## DATA LISTING

//! Per-agent priority queue

use super::error::BusError;
use super::message::Message;
use super::{Delivery, DeliveryResult};
use parking_lot::Mutex;
use std::cmp::Ordering;
use std::collections::BinaryHeap;
use std::sync::Arc;
use std::sync::atomic::{AtomicBool, AtomicU64, Ordering as AtomicOrdering};
use tokio::sync::{Notify, oneshot};

/// Where a message's outcome is reported
#[derive(Debug)]
pub(crate) struct ReplySlot {
    sender: Mutex<Option<oneshot::Sender<DeliveryResult>>>,
    cancelled: AtomicBool,
}

impl ReplySlot {
    pub(crate) fn new() -> (Arc<Self>, oneshot::Receiver<DeliveryResult>) {
        let (tx, rx) = oneshot::channel();
        let slot = Arc::new(Self {
            sender: Mutex::new(Some(tx)),
            cancelled: AtomicBool::new(false),
        });
        (slot, rx)
    }

    pub(crate) fn cancel(&self) {
        self.cancelled.store(true, AtomicOrdering::SeqCst);
    }

    pub(crate) fn is_cancelled(&self) -> bool {
        self.cancelled.load(AtomicOrdering::SeqCst)
    }

    /// Deliver the outcome once. Returns false if the notification was
    /// suppressed by cancellation or nobody is listening anymore.
    pub(crate) fn notify(&self, outcome: Result<Delivery, BusError>) -> bool {
        if self.is_cancelled() {
            self.sender.lock().take();
            return false;
        }
        match self.sender.lock().take() {
            Some(tx) => tx.send(outcome).is_ok(),
            None => false,
        }
    }
}

#[derive(Debug)]
pub(crate) struct QueuedMessage {
    pub(crate) message: Message,
    pub(crate) reply: Arc<ReplySlot>,
    seq: u64,
}

impl PartialEq for QueuedMessage {
    fn eq(&self, other: &Self) -> bool {
        self.cmp(other) == Ordering::Equal
    }
}

impl Eq for QueuedMessage {}

impl PartialOrd for QueuedMessage {
    fn partial_cmp(&self, other: &Self) -> Option<Ordering> {
        Some(self.cmp(other))
    }
}

impl Ord for QueuedMessage {
    // BinaryHeap pops the greatest element, so "greater" means "deliver first":
    // lower priority number, then older created_at, then earlier submission.
    fn cmp(&self, other: &Self) -> Ordering {
        other
            .message
            .priority
            .cmp(&self.message.priority)
            .then_with(|| other.message.created_at.cmp(&self.message.created_at))
            .then_with(|| other.seq.cmp(&self.seq))
    }
}

/// Priority queue feeding one agent's worker
#[derive(Debug)]
pub(crate) struct AgentQueue {
    agent: String,
    heap: Mutex<BinaryHeap<QueuedMessage>>,
    ready: Notify,
    capacity: usize,
    seq: AtomicU64,
}

impl AgentQueue {
    pub(crate) fn new(agent: impl Into<String>, capacity: usize) -> Self {
        Self {
            agent: agent.into(),
            heap: Mutex::new(BinaryHeap::new()),
            ready: Notify::new(),
            capacity: capacity.max(1),
            seq: AtomicU64::new(0),
        }
    }

    /// Admit a new message, rejecting when the queue is at capacity
    pub(crate) fn push(&self, message: Message, reply: Arc<ReplySlot>) -> Result<(), BusError> {
        {
            let mut heap = self.heap.lock();
            if heap.len() >= self.capacity {
                return Err(BusError::QueueFull {
                    agent: self.agent.clone(),
                    capacity: self.capacity,
                });
            }
            heap.push(self.wrap(message, reply));
        }
        self.ready.notify_one();
        Ok(())
    }

    /// Put back a message that was already admitted; ignores capacity
    pub(crate) fn requeue(&self, message: Message, reply: Arc<ReplySlot>) {
        self.heap.lock().push(self.wrap(message, reply));
        self.ready.notify_one();
    }

    pub(crate) fn pop(&self) -> Option<QueuedMessage> {
        self.heap.lock().pop()
    }

    /// Wait until something may have been pushed
    pub(crate) async fn ready(&self) {
        self.ready.notified().await
    }

    pub(crate) fn len(&self) -> usize {
        self.heap.lock().len()
    }

    pub(crate) fn drain(&self) -> Vec<QueuedMessage> {
        self.heap.lock().drain().collect()
    }

    fn wrap(&self, message: Message, reply: Arc<ReplySlot>) -> QueuedMessage {
        QueuedMessage {
            message,
            reply,
            seq: self.seq.fetch_add(1, AtomicOrdering::Relaxed),
        }
    }
}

## HOW TO COMPLETE THIS TASK
From the entries above, pull out each line that includes "struct".

## RESULT OF THIS TASK
pub(crate) struct ReplySlot {
pub(crate) struct QueuedMessage {
pub(crate) struct AgentQueue {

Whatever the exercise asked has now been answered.